When alumni Darci Hata ‘10 and Ian Mickells ‘09 first arrived as students at UNC, a career in cooking wasn’t part of the plan.
“She was an education major,” says Mickells, who was studying communications at the time.
“When we first met, we were brought together by food,” Mickells says. “We started a student cooking club - Cultural Culinary Creations.”
“It was just something fun to do with friends really. We ended up doing catering for professors as a way for our club to raise funds,” Hata says. “Then it just became something more. The next step was, let’s try to go to culinary school.”
Today, Hata is a certified sous chef through the American Culinary Federation and Mickells is the production manager of Holmes Hall for UNC Dining Services.
Now married with one daughter, together they teach ENST 178, Food Preparation and Preservation techniques, a hands-on course that’s designed to introduce students to basic culinary and food preservation techniques.

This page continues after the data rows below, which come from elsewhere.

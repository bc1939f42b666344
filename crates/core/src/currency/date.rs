//! Target date resolution for rate lookups.
//!
//! Field bounds are checked first and reported as errors. A complete triple
//! that still does not form a calendar date (e.g. Feb 31), or a missing
//! field, falls back to today. The resolved date must not lie after today.

use chrono::NaiveDate;
use thiserror::Error;

/// Earliest year the upstream provider serves.
pub const MIN_YEAR: i32 = 1999;

/// Date resolution errors.
#[derive(Debug, Clone, PartialEq, Eq, Error)]
pub enum DateError {
    /// Year before the first supported year.
    #[error("year must be at least 1999, got {0}")]
    YearOutOfRange(i32),

    /// Month outside 1-12.
    #[error("month must be between 1 and 12, got {0}")]
    MonthOutOfRange(u32),

    /// Day outside 1-31.
    #[error("day must be between 1 and 31, got {0}")]
    DayOutOfRange(u32),

    /// Resolved date lies after the current date.
    #[error("{0} is later than the current date")]
    InFuture(NaiveDate),
}

/// Optional year/month/day supplied by a caller.
#[derive(Debug, Clone, Copy, Default, PartialEq, Eq)]
pub struct DateParts {
    /// Year, at least [`MIN_YEAR`] when present.
    pub year: Option<i32>,
    /// Month, 1-12 when present.
    pub month: Option<u32>,
    /// Day of month, 1-31 when present.
    pub day: Option<u32>,
}

impl DateParts {
    /// Creates date parts from optional fields.
    #[must_use]
    pub const fn new(year: Option<i32>, month: Option<u32>, day: Option<u32>) -> Self {
        Self { year, month, day }
    }

    /// Checks each supplied field against its bounds.
    pub fn check_bounds(&self) -> Result<(), DateError> {
        if let Some(year) = self.year.filter(|y| *y < MIN_YEAR) {
            return Err(DateError::YearOutOfRange(year));
        }
        if let Some(month) = self.month.filter(|m| !(1..=12).contains(m)) {
            return Err(DateError::MonthOutOfRange(month));
        }
        if let Some(day) = self.day.filter(|d| !(1..=31).contains(d)) {
            return Err(DateError::DayOutOfRange(day));
        }
        Ok(())
    }
}

/// Outcome of date resolution.
#[derive(Debug, Clone, Copy, PartialEq, Eq)]
pub enum ResolvedDate {
    /// The caller's date was used as given.
    Requested(NaiveDate),
    /// The caller's date was missing or not a calendar date; today was used.
    Fallback(NaiveDate),
}

impl ResolvedDate {
    /// The date to look rates up for.
    #[must_use]
    pub const fn date(self) -> NaiveDate {
        match self {
            Self::Requested(date) | Self::Fallback(date) => date,
        }
    }

    /// Returns true if today was substituted for the caller's date.
    #[must_use]
    pub const fn is_fallback(self) -> bool {
        matches!(self, Self::Fallback(_))
    }
}

/// Resolves the lookup date from optional parts, relative to `today`.
pub fn resolve_target_date(parts: DateParts, today: NaiveDate) -> Result<ResolvedDate, DateError> {
    parts.check_bounds()?;

    let resolved = match (parts.year, parts.month, parts.day) {
        (Some(year), Some(month), Some(day)) => NaiveDate::from_ymd_opt(year, month, day)
            .map_or(ResolvedDate::Fallback(today), ResolvedDate::Requested),
        _ => ResolvedDate::Fallback(today),
    };

    if resolved.date() > today {
        return Err(DateError::InFuture(resolved.date()));
    }

    Ok(resolved)
}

The class is the brain child of Mickells and Dr. Richard Jurin, head of the Environmental and Sustainability Studies program at UNC. In 2015, UNC had the opportunity to lease three-quarters of an acre of land from WiseAcres Farms in Greeley to give Environmental Studies students hands on experience.
“With the farm at the time, there was a need for this class. Students were learning how to plan a farm, grow the food, harvest it, sell it but then they had no idea what to do with the food they were harvesting. That’s when they decided to do a cooking class that would teach students how to work with the food they harvested,” Hata says.

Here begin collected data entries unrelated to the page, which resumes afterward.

//! HTTP API layer with Axum routes.
//!
//! This crate provides:
//! - REST API routes under `/v1`
//! - JSON error responses
//! - OpenAPI document and Swagger UI
//! - CORS and request tracing layers

pub mod error;
pub mod openapi;
pub mod routes;

#[cfg(test)]
mod test_support;

use axum::Router;
use std::sync::Arc;
use tower_http::cors::{AllowHeaders, AllowMethods, AllowOrigin, CorsLayer};
use tower_http::trace::TraceLayer;
use utoipa::OpenApi;
use utoipa_swagger_ui::SwaggerUi;

use fxgate_shared::AppConfig;
use fxgate_upstream::ExchangeRateClient;

use crate::openapi::{ApiDoc, DOCS_PATH, OPENAPI_PATH};

/// Application state shared across handlers.
#[derive(Clone)]
pub struct AppState {
    /// Client for the upstream exchange rate provider.
    pub exchange_rate_client: Arc<ExchangeRateClient>,
    /// Decimal places requested upstream and used for rounding.
    pub decimal_places: u32,
}

impl AppState {
    /// Builds the state from loaded configuration.
    #[must_use]
    pub fn from_config(config: &AppConfig) -> Self {
        Self {
            exchange_rate_client: Arc::new(ExchangeRateClient::new(&config.exchange_rate)),
            decimal_places: config.exchange_rate.decimal_places,
        }
    }
}

/// Creates the main application router.
pub fn create_router(state: AppState) -> Router {
    Router::new()
        .nest("/v1", routes::api_routes())
        .merge(SwaggerUi::new(DOCS_PATH).url(OPENAPI_PATH, ApiDoc::openapi()))
        .layer(TraceLayer::new_for_http())
        .layer(cors_layer())
        .with_state(state)
}

/// Any origin, with credentials. The wildcard is not allowed alongside
/// credentials, so the request's own origin, method and headers are echoed.
fn cors_layer() -> CorsLayer {
    CorsLayer::new()
        .allow_origin(AllowOrigin::mirror_request())
        .allow_methods(AllowMethods::mirror_request())
        .allow_headers(AllowHeaders::mirror_request())
        .allow_credentials(true)
}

For the last two and a half years, Hata and Mickells have taught students everything from knife techniques and proper plating to mother sauces and meat fabrication.
“The cheapest meat is typically chicken, so we teach them how to butcher a whole chicken. Each group gets a whole chicken, they learn how to cut it down and get all the pieces out. It shows them that you can do so much more than just going to the store and buying chicken breasts. You can buy a whole chicken and make five meals out of it. You can even turn it into chicken stock,” says Hata.
As an Environmental Studies course, the class also makes a trip to WiseAcre Farms to start the semester.
“I have them walk down the rows, and do a little work, just so they can look gain a better respect for where our food comes from. Although food can sometimes be expensive, knowing that people work really hard to put food on our tables the students can see why we need to pay those laborers well for the food that they’re growing. It’s good to appreciate where our food comes from,” says Hata. “A lot of them learn to appreciate that food doesn’t just come from the supermarket, it comes from a farmer, whose family depends on it. That’s the whole idea of Environmental Studies is thinking holistically.”
With that bigger picture in mind, these alumni hope their fellow Bears walk away from the class with a broader view of the world, and the knowledge to get creative with their cooking.
“It’s just fun to be able to give back to the students,” Mickells says.
“I never would have guessed that I would be doing this when I started. I didn’t even think I would be in Greeley for this long. I came to UNC from Hawaii, and now this is home. We have a daughter, this is where we live, we work here, and we love it. We’ve been lucky,” Hata says.